Because of the high risk of fungal infections in immunocompromised individuals—e.g., low–birth-weight neonates or patients undergoing organ transplantation or chemotherapy—it has become common medical practice to utilize antifungal prophylaxis in these patients during immunosuppression [2–4]. However, the expanding use of antifungal drugs has been associated with increasing incidence of antifungal drug resistance resulting from inherently less sensitive species and/or acquisition of drug class–specific resistance mechanisms [5]. Most alarming in recent years, multidrug-resistant strains of certain Candida species have emerged that are resistant to azoles and echinocandins, the two most widely used classes of antifungal drugs [6,7].
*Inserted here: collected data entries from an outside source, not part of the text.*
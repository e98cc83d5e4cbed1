//! Categorization feedback recorder
//!
//! Records user corrections to proposed category splits. Records are
//! append-only and never mutated; the live transaction's split list always
//! reflects the most recent correction. This is the only post-commit
//! mutation path for a transaction's categorization.

use rusqlite::params;

use super::{parse_datetime, Database};
use crate::error::{Error, Result};
use crate::models::{validate_splits, CategorizationFeedback, CategorySplit, FeedbackType};

impl Database {
    /// Record a user categorization correction.
    ///
    /// Validates that `corrected_splits` sum to 100, appends an immutable
    /// feedback record, and updates the live transaction's splits in the
    /// same SQL transaction.
    pub fn record_feedback(
        &self,
        fingerprint: &str,
        original_splits: &[CategorySplit],
        corrected_splits: &[CategorySplit],
        feedback_type: FeedbackType,
    ) -> Result<CategorizationFeedback> {
        validate_splits(corrected_splits)?;

        let mut conn = self.conn()?;
        let sql_tx = conn.transaction()?;

        let tx_id: i64 = sql_tx
            .query_row(
                "SELECT id FROM transactions WHERE fingerprint = ?",
                params![fingerprint],
                |row| row.get(0),
            )
            .map_err(|_| {
                Error::NotFound(format!("no transaction with fingerprint {}", fingerprint))
            })?;

        let original_json = serde_json::to_string(original_splits)?;
        let corrected_json = serde_json::to_string(corrected_splits)?;

        sql_tx.execute(
            r#"
            INSERT INTO categorization_feedback (
                fingerprint, original_splits, corrected_splits, feedback_type
            ) VALUES (?, ?, ?, ?)
            "#,
            params![
                fingerprint,
                original_json,
                corrected_json,
                feedback_type.as_str()
            ],
        )?;
        let feedback_id = sql_tx.last_insert_rowid();

        sql_tx.execute(
            "UPDATE transactions SET splits = ?, splits_user_corrected = 1 WHERE id = ?",
            params![corrected_json, tx_id],
        )?;

        sql_tx.commit()?;

        self.get_feedback(feedback_id)
    }

    /// Get a feedback record by ID
    pub fn get_feedback(&self, id: i64) -> Result<CategorizationFeedback> {
        let conn = self.conn()?;
        conn.query_row(
            r#"
            SELECT id, fingerprint, original_splits, corrected_splits,
                   feedback_type, created_at
            FROM categorization_feedback
            WHERE id = ?
            "#,
            params![id],
            row_to_feedback,
        )
        .map_err(|e| e.into())
    }

    /// All feedback records for a transaction, oldest first
    ///
    /// Superseded corrections remain retrievable; the newest record matches
    /// the transaction's live splits.
    pub fn feedback_for_transaction(
        &self,
        fingerprint: &str,
    ) -> Result<Vec<CategorizationFeedback>> {
        let conn = self.conn()?;
        let mut stmt = conn.prepare(
            r#"
            SELECT id, fingerprint, original_splits, corrected_splits,
                   feedback_type, created_at
            FROM categorization_feedback
            WHERE fingerprint = ?
            ORDER BY id
            "#,
        )?;
        let records = stmt
            .query_map(params![fingerprint], row_to_feedback)?
            .collect::<std::result::Result<Vec<_>, _>>()?;
        Ok(records)
    }
}

fn row_to_feedback(row: &rusqlite::Row<'_>) -> rusqlite::Result<CategorizationFeedback> {
    let original_json: String = row.get(2)?;
    let corrected_json: String = row.get(3)?;
    let type_str: String = row.get(4)?;
    let created_at_str: String = row.get(5)?;

    Ok(CategorizationFeedback {
        id: row.get(0)?,
        fingerprint: row.get(1)?,
        original_splits: serde_json::from_str(&original_json).unwrap_or_default(),
        corrected_splits: serde_json::from_str(&corrected_json).unwrap_or_default(),
        feedback_type: type_str.parse().unwrap_or(FeedbackType::ManualEdit),
        created_at: parse_datetime(&created_at_str),
    })
}
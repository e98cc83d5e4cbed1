//! Database tests

use super::*;
use crate::models::*;

#[cfg(test)]
mod tests {
    use super::*;
    use chrono::{Duration, NaiveDate, Utc};

    fn account(org: i64, provider: Provider, pid: &str) -> FinancialAccount {
        FinancialAccount {
            id: 0,
            organization_id: org,
            provider,
            provider_account_id: pid.to_string(),
            name: format!("{} {}", provider, pid),
            account_type: AccountType::Checking,
            balance_cents: 125_000,
            currency: "USD".to_string(),
            last_synced_at: Some(Utc::now()),
        }
    }

    fn transaction(org: i64, tx_id: &str, amount_cents: i64, date: &str) -> NewTransaction {
        let posted_date: NaiveDate = date.parse().unwrap();
        NewTransaction {
            fingerprint: fingerprint(Provider::Plaid, tx_id, "acct-1", amount_cents, posted_date),
            organization_id: org,
            provider: Provider::Plaid,
            provider_transaction_id: tx_id.to_string(),
            provider_account_id: "acct-1".to_string(),
            amount_cents,
            posted_date,
            merchant_raw: "NETFLIX.COM 866-579-7172".to_string(),
            merchant_normalized: "NETFLIX.COM".to_string(),
            location: None,
            splits: vec![CategorySplit::full("Subscriptions", 75.0)],
        }
    }

    #[test]
    fn test_in_memory_db() {
        let db = Database::in_memory().unwrap();
        let accounts = db.list_accounts(1).unwrap();
        assert!(accounts.is_empty());
    }

    #[test]
    fn test_encrypted_db_persists_across_reopen() {
        use tempfile::tempdir;
        let dir = tempdir().unwrap();
        let path = dir.path().join("inflow.db");
        let path = path.to_str().unwrap();

        {
            let db = Database::new_with_key(path, Some("hunter2")).unwrap();
            db.upsert_account(&account(1, Provider::Plaid, "acct-1")).unwrap();
        }

        // Same passphrase reopens the store with its data intact
        let db = Database::new_with_key(path, Some("hunter2")).unwrap();
        assert_eq!(db.list_accounts(1).unwrap().len(), 1);
        drop(db);

        // A wrong passphrase cannot open it
        assert!(Database::new_with_key(path, Some("wrong")).is_err());
    }

    #[test]
    fn test_account_upsert_is_keyed_by_provider_account() {
        let db = Database::in_memory().unwrap();

        let id = db.upsert_account(&account(1, Provider::Plaid, "acct-1")).unwrap();
        assert!(id > 0);

        // Same provider-native account updates in place
        let mut updated = account(1, Provider::Plaid, "acct-1");
        updated.balance_cents = 99_000;
        let id2 = db.upsert_account(&updated).unwrap();
        assert_eq!(id, id2);

        let accounts = db.list_accounts(1).unwrap();
        assert_eq!(accounts.len(), 1);
        assert_eq!(accounts[0].balance_cents, 99_000);

        // Another org's view is separate
        assert!(db.list_accounts(2).unwrap().is_empty());
    }

    #[test]
    fn test_provider_links() {
        let db = Database::in_memory().unwrap();
        db.link_provider(1, Provider::Teller).unwrap();
        db.link_provider(1, Provider::Plaid).unwrap();
        db.link_provider(1, Provider::Plaid).unwrap(); // idempotent

        let links = db.provider_links(1).unwrap();
        assert_eq!(links, vec![Provider::Plaid, Provider::Teller]);
        assert!(db.provider_links(2).unwrap().is_empty());
    }

    #[test]
    fn test_merge_is_idempotent() {
        let db = Database::in_memory().unwrap();
        db.upsert_account(&account(1, Provider::Plaid, "acct-1")).unwrap();

        let tx = transaction(1, "tx-1", -1599, "2026-01-15");
        let first = db.merge_transaction(&tx).unwrap();
        assert!(first.is_insert());

        // Re-merging the identical transaction is a no-op
        let second = db.merge_transaction(&tx).unwrap();
        match second {
            MergeResult::Unchanged(_) => {}
            other => panic!("expected Unchanged, got {:?}", other),
        }

        let txns = db
            .transactions_in_window(1, "2026-01-01".parse().unwrap(), None)
            .unwrap();
        assert_eq!(txns.len(), 1);
    }

    #[test]
    fn test_merge_conflict_prefers_stored_record() {
        let db = Database::in_memory().unwrap();
        db.upsert_account(&account(1, Provider::Plaid, "acct-1")).unwrap();

        let tx = transaction(1, "tx-1", -1599, "2026-01-15");
        db.merge_transaction(&tx).unwrap();

        // Same fingerprint, different immutable field: a provider anomaly
        let mut anomaly = tx.clone();
        anomaly.amount_cents = -2599;
        let result = db.merge_transaction(&anomaly).unwrap();
        assert!(matches!(result, MergeResult::Conflict(_)));

        let stored = db.transaction_by_fingerprint(&tx.fingerprint).unwrap().unwrap();
        assert_eq!(stored.amount_cents, -1599);
    }

    #[test]
    fn test_merge_refreshes_splits_until_user_corrected() {
        let db = Database::in_memory().unwrap();
        db.upsert_account(&account(1, Provider::Plaid, "acct-1")).unwrap();

        let tx = transaction(1, "tx-1", -1599, "2026-01-15");
        db.merge_transaction(&tx).unwrap();

        // Provider re-categorizes: splits refresh
        let mut recategorized = tx.clone();
        recategorized.splits = vec![CategorySplit::full("Streaming", 88.0)];
        let result = db.merge_transaction(&recategorized).unwrap();
        assert!(matches!(result, MergeResult::SplitsRefreshed(_)));

        // User corrects; later provider merges no longer touch splits
        let corrected = vec![CategorySplit::full("Entertainment", 100.0)];
        db.record_feedback(
            &tx.fingerprint,
            &recategorized.splits,
            &corrected,
            FeedbackType::ManualEdit,
        )
        .unwrap();

        let mut again = tx.clone();
        again.splits = vec![CategorySplit::full("Streaming", 91.0)];
        let result = db.merge_transaction(&again).unwrap();
        assert!(matches!(result, MergeResult::Unchanged(_)));

        let stored = db.transaction_by_fingerprint(&tx.fingerprint).unwrap().unwrap();
        assert_eq!(stored.splits, corrected);
        assert!(stored.splits_user_corrected);
    }

    #[test]
    fn test_window_query_bounds() {
        let db = Database::in_memory().unwrap();
        db.upsert_account(&account(1, Provider::Plaid, "acct-1")).unwrap();

        for (tx_id, date) in [
            ("tx-1", "2026-01-31"),
            ("tx-2", "2026-02-01"),
            ("tx-3", "2026-02-28"),
            ("tx-4", "2026-03-01"),
        ] {
            db.merge_transaction(&transaction(1, tx_id, -1000, date)).unwrap();
        }

        // start inclusive, end inclusive
        let txns = db
            .transactions_in_window(
                1,
                "2026-02-01".parse().unwrap(),
                Some("2026-02-28".parse().unwrap()),
            )
            .unwrap();
        assert_eq!(txns.len(), 2);

        // end omitted means "up to now"
        let txns = db
            .transactions_in_window(1, "2026-02-01".parse().unwrap(), None)
            .unwrap();
        assert_eq!(txns.len(), 3);
    }

    #[test]
    fn test_feedback_requires_valid_splits() {
        let db = Database::in_memory().unwrap();
        db.upsert_account(&account(1, Provider::Plaid, "acct-1")).unwrap();
        let tx = transaction(1, "tx-1", -1599, "2026-01-15");
        db.merge_transaction(&tx).unwrap();

        let bad = vec![CategorySplit {
            category: "Partial".to_string(),
            percentage: 55.0,
            confidence: 80.0,
        }];
        let result = db.record_feedback(&tx.fingerprint, &tx.splits, &bad, FeedbackType::ManualEdit);
        assert!(matches!(result, Err(crate::error::Error::Validation(_))));

        // The live transaction is untouched
        let stored = db.transaction_by_fingerprint(&tx.fingerprint).unwrap().unwrap();
        assert!(!stored.splits_user_corrected);
    }

    #[test]
    fn test_feedback_supersession() {
        let db = Database::in_memory().unwrap();
        db.upsert_account(&account(1, Provider::Plaid, "acct-1")).unwrap();
        let tx = transaction(1, "tx-1", -1599, "2026-01-15");
        db.merge_transaction(&tx).unwrap();

        let first = vec![CategorySplit::full("Entertainment", 100.0)];
        let second = vec![
            CategorySplit {
                category: "Entertainment".to_string(),
                percentage: 50.0,
                confidence: 100.0,
            },
            CategorySplit {
                category: "Family".to_string(),
                percentage: 50.0,
                confidence: 100.0,
            },
        ];

        db.record_feedback(&tx.fingerprint, &tx.splits, &first, FeedbackType::QuickAccept)
            .unwrap();
        db.record_feedback(&tx.fingerprint, &first, &second, FeedbackType::ManualEdit)
            .unwrap();

        // Live split reflects the most recent correction
        let stored = db.transaction_by_fingerprint(&tx.fingerprint).unwrap().unwrap();
        assert_eq!(stored.splits, second);

        // Both records remain retrievable, oldest first
        let records = db.feedback_for_transaction(&tx.fingerprint).unwrap();
        assert_eq!(records.len(), 2);
        assert_eq!(records[0].corrected_splits, first);
        assert_eq!(records[1].corrected_splits, second);
        assert_eq!(records[1].original_splits, first);
    }

    #[test]
    fn test_feedback_unknown_fingerprint() {
        let db = Database::in_memory().unwrap();
        let splits = vec![CategorySplit::full("Misc", 100.0)];
        let result = db.record_feedback("no-such", &splits, &splits, FeedbackType::QuickReject);
        assert!(matches!(result, Err(crate::error::Error::NotFound(_))));
    }

    #[test]
    fn test_token_replace_and_invalidate() {
        let db = Database::in_memory().unwrap();

        assert!(db.get_tokens(1, Provider::Plaid).unwrap().is_none());

        let tokens = IntegrationTokens {
            access_token: "at-1".to_string(),
            refresh_token: Some("rt-1".to_string()),
            expires_at: Some(Utc::now() + Duration::hours(1)),
        };
        db.replace_tokens(1, Provider::Plaid, &tokens).unwrap();

        let (stored, status) = db.get_tokens(1, Provider::Plaid).unwrap().unwrap();
        assert_eq!(stored.access_token, "at-1");
        assert_eq!(status, TokenStatus::Active);

        // Refresh supersedes in place, one live row per (org, provider)
        let refreshed = IntegrationTokens {
            access_token: "at-2".to_string(),
            refresh_token: Some("rt-2".to_string()),
            expires_at: Some(Utc::now() + Duration::hours(1)),
        };
        db.replace_tokens(1, Provider::Plaid, &refreshed).unwrap();
        let (stored, _) = db.get_tokens(1, Provider::Plaid).unwrap().unwrap();
        assert_eq!(stored.access_token, "at-2");

        db.mark_tokens_invalid(1, Provider::Plaid).unwrap();
        let (_, status) = db.get_tokens(1, Provider::Plaid).unwrap().unwrap();
        assert_eq!(status, TokenStatus::Invalid);

        // Re-linking resets the record to active
        db.replace_tokens(1, Provider::Plaid, &tokens).unwrap();
        let (_, status) = db.get_tokens(1, Provider::Plaid).unwrap().unwrap();
        assert_eq!(status, TokenStatus::Active);
    }
}
//! Financial account operations

use rusqlite::{params, OptionalExtension};

use super::{parse_datetime, Database};
use crate::error::Result;
use crate::models::{AccountType, FinancialAccount, Provider};

impl Database {
    /// Upsert an account keyed by (organization, provider, provider account id)
    ///
    /// Balance, name, type and last_synced_at reflect the latest fetch;
    /// identity fields never change. Returns the row id.
    pub fn upsert_account(&self, account: &FinancialAccount) -> Result<i64> {
        let conn = self.conn()?;

        conn.execute(
            r#"
            INSERT INTO accounts (
                organization_id, provider, provider_account_id, name,
                account_type, balance_cents, currency, last_synced_at
            ) VALUES (?, ?, ?, ?, ?, ?, ?, ?)
            ON CONFLICT(organization_id, provider, provider_account_id) DO UPDATE SET
                name = excluded.name,
                account_type = excluded.account_type,
                balance_cents = excluded.balance_cents,
                currency = excluded.currency,
                last_synced_at = excluded.last_synced_at
            "#,
            params![
                account.organization_id,
                account.provider.as_str(),
                account.provider_account_id,
                account.name,
                account.account_type.as_str(),
                account.balance_cents,
                account.currency,
                account.last_synced_at.map(|t| t.to_rfc3339()),
            ],
        )?;

        let id: i64 = conn.query_row(
            "SELECT id FROM accounts WHERE organization_id = ? AND provider = ? AND provider_account_id = ?",
            params![
                account.organization_id,
                account.provider.as_str(),
                account.provider_account_id
            ],
            |row| row.get(0),
        )?;
        Ok(id)
    }

    /// Row id for a provider-native account id, if the account is known
    pub fn account_id(
        &self,
        organization_id: i64,
        provider: Provider,
        provider_account_id: &str,
    ) -> Result<Option<i64>> {
        let conn = self.conn()?;
        let id = conn
            .query_row(
                "SELECT id FROM accounts WHERE organization_id = ? AND provider = ? AND provider_account_id = ?",
                params![organization_id, provider.as_str(), provider_account_id],
                |row| row.get(0),
            )
            .optional()?;
        Ok(id)
    }

    /// List all accounts for an organization
    pub fn list_accounts(&self, organization_id: i64) -> Result<Vec<FinancialAccount>> {
        let conn = self.conn()?;
        let mut stmt = conn.prepare(
            r#"
            SELECT id, organization_id, provider, provider_account_id, name,
                   account_type, balance_cents, currency, last_synced_at
            FROM accounts
            WHERE organization_id = ?
            ORDER BY provider, name
            "#,
        )?;

        let accounts = stmt
            .query_map(params![organization_id], |row| {
                let provider_str: String = row.get(2)?;
                let type_str: String = row.get(5)?;
                let last_synced: Option<String> = row.get(8)?;
                Ok(FinancialAccount {
                    id: row.get(0)?,
                    organization_id: row.get(1)?,
                    provider: provider_str.parse().unwrap_or(Provider::Plaid),
                    provider_account_id: row.get(3)?,
                    name: row.get(4)?,
                    account_type: type_str.parse().unwrap_or(AccountType::Checking),
                    balance_cents: row.get(6)?,
                    currency: row.get(7)?,
                    last_synced_at: last_synced.map(|s| parse_datetime(&s)),
                })
            })?
            .collect::<std::result::Result<Vec<_>, _>>()?;

        Ok(accounts)
    }

    /// Record that an organization linked a provider
    pub fn link_provider(&self, organization_id: i64, provider: Provider) -> Result<()> {
        let conn = self.conn()?;
        conn.execute(
            "INSERT OR IGNORE INTO provider_links (organization_id, provider) VALUES (?, ?)",
            params![organization_id, provider.as_str()],
        )?;
        Ok(())
    }

    /// Providers configured for an organization
    pub fn provider_links(&self, organization_id: i64) -> Result<Vec<Provider>> {
        let conn = self.conn()?;
        let mut stmt = conn.prepare(
            "SELECT provider FROM provider_links WHERE organization_id = ? ORDER BY provider",
        )?;
        let providers = stmt
            .query_map(params![organization_id], |row| {
                let s: String = row.get(0)?;
                Ok(s)
            })?
            .filter_map(|r| r.ok())
            .filter_map(|s| s.parse().ok())
            .collect();
        Ok(providers)
    }
}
In this article we explore the notion that frequent and prolonged exposures of fungal cells to antifungal drugs activate fungal stress responses, which both support the short-term cellular adaptation to the drugs [8,9] and promote genetic instability to facilitate the emergence of stable drug resistant mutants refractory to therapy [9,10], including multidrug-resistant (MDR) strains (Fig. 1). Antifungal drug-induced stress has been associated with genetic instability in such distantly related fungi as Candida and Cryptococcus [11,12], suggesting that it is a broadly conserved phenomenon. In this article, we focus on drug resistance in Candida spp. because of its clinical significance, especially with the development of emerging multidrug resistance, and because mechanisms of drug resistance and stress-associated genetic instability are best studied in Candida, both in the clinic and in the lab.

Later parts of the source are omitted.